Hadrian eyaletlerdeki savaşları sırasında imparatorluğun zayıflığını kendi gözleriyle görme şansı elde etti. İmparator olur olmaz savunulamaz olarak gördüğü bölgelerden çekilmeye ve kalan yerlerin savunmasını güçlendirmeye karar verdi. Bu amaçla şehir duvarları güçlendirildi. Taştan yapılmış bir savunma duvarı olan Hadrian Duvarı, Kuzey İngiltere boyunca uzanmaktadır. Günümüzde dahi büyük ölçüde sağlam durumdadır. Bu duvar onun en önemli projeleri arasında kabul edilmektedir.
Roma’da ise daha önce yangından hasar gören eski bir tapınağın yerine Roma tanrılarına adanmış büyük ve kubbeli bir tapınak olan Pantheon’un yeniden inşasına katkı sağladı. Bu bina pek çok başka mimari eserin yanı sıra Washington’daki Jefforson Anıtı’na da mimari açıdan ilham vermiştir. Hadrian aynı zamanda imparatorluk sınırlarında yaşayan Romalı olmayan halklarla ilgilenmiş ve onlara hoşgörü göstermiştir. Yunan kültürünün büyük bir taraftarıdır.
Hadrian’ın dönemi büyük ölçüde barış içinde geçti. Diğer taraftan 135 yılında Yahudi isyanını bastıran büyük bir tiran olarak da anımsanmaktadır. İsyanın bastırılması için yüz binlerce yahudi öldürülmüştür. Tarihçi Edward Gibbon (1737-1794) onun dönemini karakterize eden şiddet ve refah dengesini şöyle anlatır: “Roma ordularının dehşeti imparatorların ılımlılığına ağırlık ve asalet eklemiştir.”
Hadrian 138 yılında öldü ve yerine evlatlık oğlu Antoninus Pius (86-161) geçti.
1- Hadrian Duvarı günümüz İngiltere-İskoçya sınırından birkaç km uzaklıktadır.
2- Hadrian imparatorluğun en ünlü zirveleri olan Sicilya’daki Etna Dağı ve Suriye’deki Jabal Agra Dağı’na tırmanmış olan bir dağcıydı.
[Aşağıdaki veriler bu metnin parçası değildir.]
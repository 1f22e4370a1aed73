//! Threshold checks that feed a user's pending notification slot.

use crate::ledger::User;

pub const BUDGET_EXCEEDED_PREFIX: &str = "Expense exceeds budget for category: ";
pub const NEGATIVE_BALANCE: &str = "Warning: Your total balance is negative.";

pub struct NotificationService;

impl NotificationService {
    /// Flags an expense category whose spend has passed its budget.
    ///
    /// Returns `true` when a notification was set. Unknown and income
    /// categories never notify.
    pub fn check_budget(user: &mut User, category_name: &str) -> bool {
        let exceeded = user
            .wallet()
            .category(category_name)
            .ok()
            .and_then(|category| category.remaining_budget())
            .map(|remaining| remaining < 0.0)
            .unwrap_or(false);
        if exceeded {
            user.add_notification(format!("{BUDGET_EXCEEDED_PREFIX}{category_name}"));
        }
        exceeded
    }

    /// Flags a wallet whose total balance dropped below zero.
    pub fn check_balance(user: &mut User) -> bool {
        let negative = user.wallet().balance() < 0.0;
        if negative {
            user.add_notification(NEGATIVE_BALANCE);
        }
        negative
    }

    /// Runs one notification cycle: drain, check the balance, drain again.
    /// Returns the drained notifications in order.
    pub fn cycle(user: &mut User) -> Vec<String> {
        let mut drained = Vec::with_capacity(2);
        drained.extend(user.take_notification());
        Self::check_balance(user);
        drained.extend(user.take_notification());
        drained
    }
}
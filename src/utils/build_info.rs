/// Compile-time build metadata produced by `build.rs`.
#[derive(Debug, Clone, Copy)]
pub struct BuildMetadata {
    pub version: &'static str,
    pub git_hash: &'static str,
    pub timestamp: &'static str,
    pub target: &'static str,
    pub profile: &'static str,
}

impl BuildMetadata {
    /// One-line summary shown in the startup banner.
    pub fn summary(&self) -> String {
        format!("v{} ({}, {})", self.version, self.git_hash, self.profile)
    }
}

/// Returns the statically-embedded build metadata.
pub fn current() -> BuildMetadata {
    BuildMetadata {
        version: env!("CARGO_PKG_VERSION"),
        git_hash: option_env!("WALLET_CORE_BUILD_HASH").unwrap_or("unknown"),
        timestamp: option_env!("WALLET_CORE_BUILD_TIMESTAMP").unwrap_or("unknown"),
        target: option_env!("WALLET_CORE_BUILD_TARGET").unwrap_or("unknown"),
        profile: option_env!("WALLET_CORE_BUILD_PROFILE").unwrap_or("unknown"),
    }
}
use std::collections::BTreeMap;

use serde::{Deserialize, Serialize};

use super::{
    category::{Category, CategoryKind},
    report::{
        BudgetPosition, ExpenseBreakdown, ExpenseLine, IncomeBreakdown, IncomeLine, TotalKind,
        TotalReport,
    },
    transaction::Transaction,
};
use crate::errors::WalletError;

/// Categories, posted transactions, and the running balance of one user.
///
/// Categories share a single namespace across both kinds and are iterated in
/// name order.
#[derive(Debug, Clone, Default, Serialize, Deserialize, PartialEq)]
pub struct Wallet {
    #[serde(default)]
    transactions: Vec<Transaction>,
    #[serde(default)]
    categories: BTreeMap<String, Category>,
    #[serde(default)]
    total_balance: f64,
}

impl Wallet {
    pub fn new() -> Self {
        Self::default()
    }

    /// Inserts a category, replacing any existing one with the same name.
    pub fn add_category(&mut self, category: Category) {
        self.categories
            .insert(category.name().to_string(), category);
    }

    pub fn contains_category(&self, name: &str) -> bool {
        self.categories.contains_key(name)
    }

    pub fn category(&self, name: &str) -> Result<&Category, WalletError> {
        self.categories
            .get(name)
            .ok_or_else(|| WalletError::CategoryNotFound(name.to_string()))
    }

    pub fn category_mut(&mut self, name: &str) -> Result<&mut Category, WalletError> {
        self.categories
            .get_mut(name)
            .ok_or_else(|| WalletError::CategoryNotFound(name.to_string()))
    }

    pub fn categories(&self) -> impl Iterator<Item = &Category> {
        self.categories.values()
    }

    pub fn category_names(&self) -> impl Iterator<Item = &str> {
        self.categories.keys().map(String::as_str)
    }

    /// Posts a transaction against the category carrying its name.
    ///
    /// The category's kind is not compared with the transaction's kind; the
    /// amount lands on whichever category is found. Fails before any mutation
    /// when the category is missing.
    pub fn add_transaction(&mut self, transaction: Transaction) -> Result<(), WalletError> {
        let category = self
            .categories
            .get_mut(transaction.category_name())
            .ok_or_else(|| WalletError::CategoryNotFound(transaction.category_name().to_string()))?;

        category.add_amount(transaction.amount());
        self.total_balance += transaction.signed_amount();
        tracing::debug!(
            category = transaction.category_name(),
            amount = transaction.amount(),
            expense = transaction.is_expense(),
            "posted transaction"
        );
        self.transactions.push(transaction);
        Ok(())
    }

    pub fn transactions(&self) -> &[Transaction] {
        &self.transactions
    }

    pub fn transaction_count(&self) -> usize {
        self.transactions.len()
    }

    pub fn balance(&self) -> f64 {
        self.total_balance
    }

    pub fn total_balance(&self) -> TotalReport {
        TotalReport {
            kind: TotalKind::Balance,
            amount: self.total_balance,
        }
    }

    pub fn total_income(&self) -> TotalReport {
        TotalReport {
            kind: TotalKind::Income,
            amount: self.sum_of_kind(CategoryKind::Income),
        }
    }

    pub fn total_expenses(&self) -> TotalReport {
        TotalReport {
            kind: TotalKind::Expenses,
            amount: self.sum_of_kind(CategoryKind::Expense),
        }
    }

    pub fn income_by_category(&self, name: &str) -> Result<IncomeLine, WalletError> {
        let category = self.category_of_kind(name, CategoryKind::Income)?;
        Ok(income_line(category))
    }

    pub fn expense_by_category(&self, name: &str) -> Result<ExpenseLine, WalletError> {
        let category = self.category_of_kind(name, CategoryKind::Expense)?;
        Ok(expense_line(category))
    }

    pub fn income_by_categories(&self) -> IncomeBreakdown {
        IncomeBreakdown {
            lines: self
                .of_kind(CategoryKind::Income)
                .map(income_line)
                .collect(),
        }
    }

    pub fn expenses_by_categories(&self) -> ExpenseBreakdown {
        ExpenseBreakdown {
            lines: self
                .of_kind(CategoryKind::Expense)
                .map(expense_line)
                .collect(),
        }
    }

    fn category_of_kind(&self, name: &str, kind: CategoryKind) -> Result<&Category, WalletError> {
        let category = self.category(name)?;
        if category.kind() != kind {
            return Err(WalletError::InvalidCategoryType {
                name: name.to_string(),
                expected: kind,
            });
        }
        Ok(category)
    }

    fn of_kind(&self, kind: CategoryKind) -> impl Iterator<Item = &Category> {
        self.categories
            .values()
            .filter(move |category| category.kind() == kind)
    }

    fn sum_of_kind(&self, kind: CategoryKind) -> f64 {
        self.of_kind(kind).map(Category::current_amount).sum()
    }
}

fn income_line(category: &Category) -> IncomeLine {
    IncomeLine {
        name: category.name().to_string(),
        amount: category.current_amount(),
    }
}

fn expense_line(category: &Category) -> ExpenseLine {
    let budget = category.active_budget().map(|budget| BudgetPosition {
        budget,
        remaining: budget - category.current_amount(),
    });
    ExpenseLine {
        name: category.name().to_string(),
        spent: category.current_amount(),
        budget,
    }
}
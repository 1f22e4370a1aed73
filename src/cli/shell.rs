use std::io::{self, Write};

use crate::{
    cli::{
        io::{EditorSource, LineSource, ScriptSource},
        output::{self, MessageKind},
        session::Session,
    },
    config::{Config, ConfigManager},
    core::utils::PathResolver,
    errors::CliError,
    storage::JsonStorage,
};

const SCRIPT_ENV: &str = "WALLET_CLI_SCRIPT";

#[derive(Debug, Clone, Copy, PartialEq, Eq)]
pub enum CliMode {
    Interactive,
    Script,
}

impl CliMode {
    pub fn from_env() -> Self {
        if std::env::var_os(SCRIPT_ENV).is_some() {
            CliMode::Script
        } else {
            CliMode::Interactive
        }
    }
}

pub fn run_cli() -> Result<(), CliError> {
    let mode = CliMode::from_env();
    let (config, storage, setup_error) = match ConfigManager::new() {
        Ok(manager) => {
            let config = load_config(&manager);
            let storage = JsonStorage::from_config(&manager, &config);
            (config, storage, None)
        }
        Err(err) => {
            let base = PathResolver::resolve_base(None);
            tracing::warn!(%err, path = %base.display(), "app directory unavailable, using defaults");
            let config = Config::default();
            let storage = JsonStorage::new(
                PathResolver::data_file_in(&base, &config.data_file),
                PathResolver::backup_dir_in(&base),
                config.backup_retention,
            );
            (config, storage, Some(err))
        }
    };
    output::set_color_enabled(config.color_enabled && mode == CliMode::Interactive);

    let input: Box<dyn LineSource> = match mode {
        CliMode::Interactive => Box::new(EditorSource::new()?),
        CliMode::Script => Box::new(ScriptSource::new(io::stdin().lock())),
    };

    let mut stdout = io::stdout();
    if let Some(err) = setup_error {
        writeln!(
            stdout,
            "{}",
            output::style(
                MessageKind::Error,
                format!("Error preparing data directory: {err}")
            )
        )?;
    }

    let mut session = Session::new(Box::new(storage), input, stdout)?;
    session.print_banner()?;
    session.run()
}

/// Reads the config file, writing defaults on first run. Unreadable files
/// fall back to defaults.
fn load_config(manager: &ConfigManager) -> Config {
    if !manager.path().exists() {
        let config = Config::default();
        if let Err(err) = manager.save(&config) {
            tracing::warn!(%err, path = %manager.path().display(), "failed to write default config");
        }
        return config;
    }
    manager.load().unwrap_or_else(|err| {
        tracing::warn!(%err, path = %manager.path().display(), "using default config");
        Config::default()
    })
}
#![doc(test(attr(deny(warnings))))]

//! Wallet Core is a multi-user personal-finance ledger: wallets of income and
//! expense categories, budgets, threshold notifications, and a numbered-menu
//! shell that persists every user's wallet between sessions.

pub mod cli;
pub mod config;
pub mod core;
pub mod errors;
pub mod ledger;
pub mod storage;
pub mod utils;

use std::sync::Once;

static INIT_TRACING: Once = Once::new();

/// Initializes global tracing and emits a startup debug log.
pub fn init() {
    INIT_TRACING.call_once(|| {
        utils::init_tracing();
        tracing::debug!("Wallet Core tracing initialized.");
    });
}
use std::collections::BTreeMap;

use serde::{Deserialize, Serialize};

use super::user::User;
use crate::errors::StoreError;

const CURRENT_SCHEMA_VERSION: u8 = 1;

/// Every registered user keyed by username; persisted as a single snapshot.
#[derive(Debug, Clone, Serialize, Deserialize, PartialEq)]
pub struct UserStore {
    #[serde(default = "UserStore::schema_version_default")]
    pub schema_version: u8,
    #[serde(default)]
    users: BTreeMap<String, User>,
}

impl Default for UserStore {
    fn default() -> Self {
        Self {
            schema_version: CURRENT_SCHEMA_VERSION,
            users: BTreeMap::new(),
        }
    }
}

impl UserStore {
    pub fn new() -> Self {
        Self::default()
    }

    /// Adds a new user with an empty wallet.
    pub fn register(&mut self, username: &str, password: &str) -> Result<&mut User, StoreError> {
        if username.is_empty() || password.is_empty() {
            return Err(StoreError::InvalidCredentials);
        }
        if self.users.contains_key(username) {
            return Err(StoreError::UserExists(username.to_string()));
        }
        tracing::info!(username, "registered user");
        Ok(self
            .users
            .entry(username.to_string())
            .or_insert_with(|| User::new(username, password)))
    }

    /// Looks up a user and checks the password.
    pub fn authenticate(&self, username: &str, password: &str) -> Result<&User, StoreError> {
        self.users
            .get(username)
            .filter(|user| user.authenticate(password))
            .ok_or(StoreError::AuthenticationFailed)
    }

    pub fn contains(&self, username: &str) -> bool {
        self.users.contains_key(username)
    }

    pub fn user(&self, username: &str) -> Option<&User> {
        self.users.get(username)
    }

    pub fn user_mut(&mut self, username: &str) -> Option<&mut User> {
        self.users.get_mut(username)
    }

    pub fn usernames(&self) -> impl Iterator<Item = &str> {
        self.users.keys().map(String::as_str)
    }

    pub fn len(&self) -> usize {
        self.users.len()
    }

    pub fn is_empty(&self) -> bool {
        self.users.is_empty()
    }

    pub fn schema_version_default() -> u8 {
        CURRENT_SCHEMA_VERSION
    }
}
use colored::Colorize;
use std::{
    fmt,
    fs::{File, OpenOptions},
    io::{self, Write},
    path::{Path, PathBuf},
};

/// Message categories used by the CLI output helpers.
#[derive(Clone, Copy, Debug, PartialEq, Eq)]
pub enum MessageKind {
    Info,
    Success,
    Warning,
    Error,
    Section,
}

fn icon(kind: MessageKind) -> &'static str {
    match kind {
        MessageKind::Info => "[i]",
        MessageKind::Success => "[✓]",
        MessageKind::Warning => "[!]",
        MessageKind::Error => "[x]",
        MessageKind::Section => "",
    }
}

/// Formats a status message. Colour follows `colored`'s global override,
/// which the shell sets from the config and run mode.
pub fn style(kind: MessageKind, message: impl fmt::Display) -> String {
    let text = message.to_string();
    let base = match kind {
        MessageKind::Section => format!("=== {} ===", text.trim()),
        _ => format!("{} {}", icon(kind), text),
    };

    match kind {
        MessageKind::Success => base.bright_green().to_string(),
        MessageKind::Warning => base.bright_yellow().to_string(),
        MessageKind::Error => base.bright_red().to_string(),
        MessageKind::Section => base.bold().to_string(),
        MessageKind::Info => base,
    }
}

pub fn set_color_enabled(enabled: bool) {
    colored::control::set_override(enabled);
}

/// Destination for report output. Only one sink is active at a time.
#[derive(Debug)]
pub enum ReportSink {
    Console,
    File { path: PathBuf, file: File },
}

impl ReportSink {
    /// Opens `path` for appending, creating it when missing.
    pub fn append_to(path: impl AsRef<Path>) -> io::Result<Self> {
        let path = path.as_ref().to_path_buf();
        let file = OpenOptions::new().create(true).append(true).open(&path)?;
        Ok(ReportSink::File { path, file })
    }

    pub fn is_console(&self) -> bool {
        matches!(self, ReportSink::Console)
    }

    pub fn path(&self) -> Option<&Path> {
        match self {
            ReportSink::Console => None,
            ReportSink::File { path, .. } => Some(path),
        }
    }

    /// Writes one report block, using `console` while no file is active.
    pub fn emit(&mut self, console: &mut dyn Write, text: impl fmt::Display) -> io::Result<()> {
        match self {
            ReportSink::Console => writeln!(console, "{text}"),
            ReportSink::File { file, .. } => {
                writeln!(file, "{text}")?;
                file.flush()
            }
        }
    }
}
3- İmparator çocukken ebeveynleri kendisine Yunan edebiyatına düşkünlüğünden ötürü Graeculus (Küçük Yunanlı) lakabını takmışlardır.
Boethius
40 yaşına vardığı sırada Severinus Boethius (480-524) İtalya’nın en saygın ve en güçlü insanları arasında yer alıyordu. Pek çok Antik Yunan filozofunun eserlerini Latince’ye çevirmişti.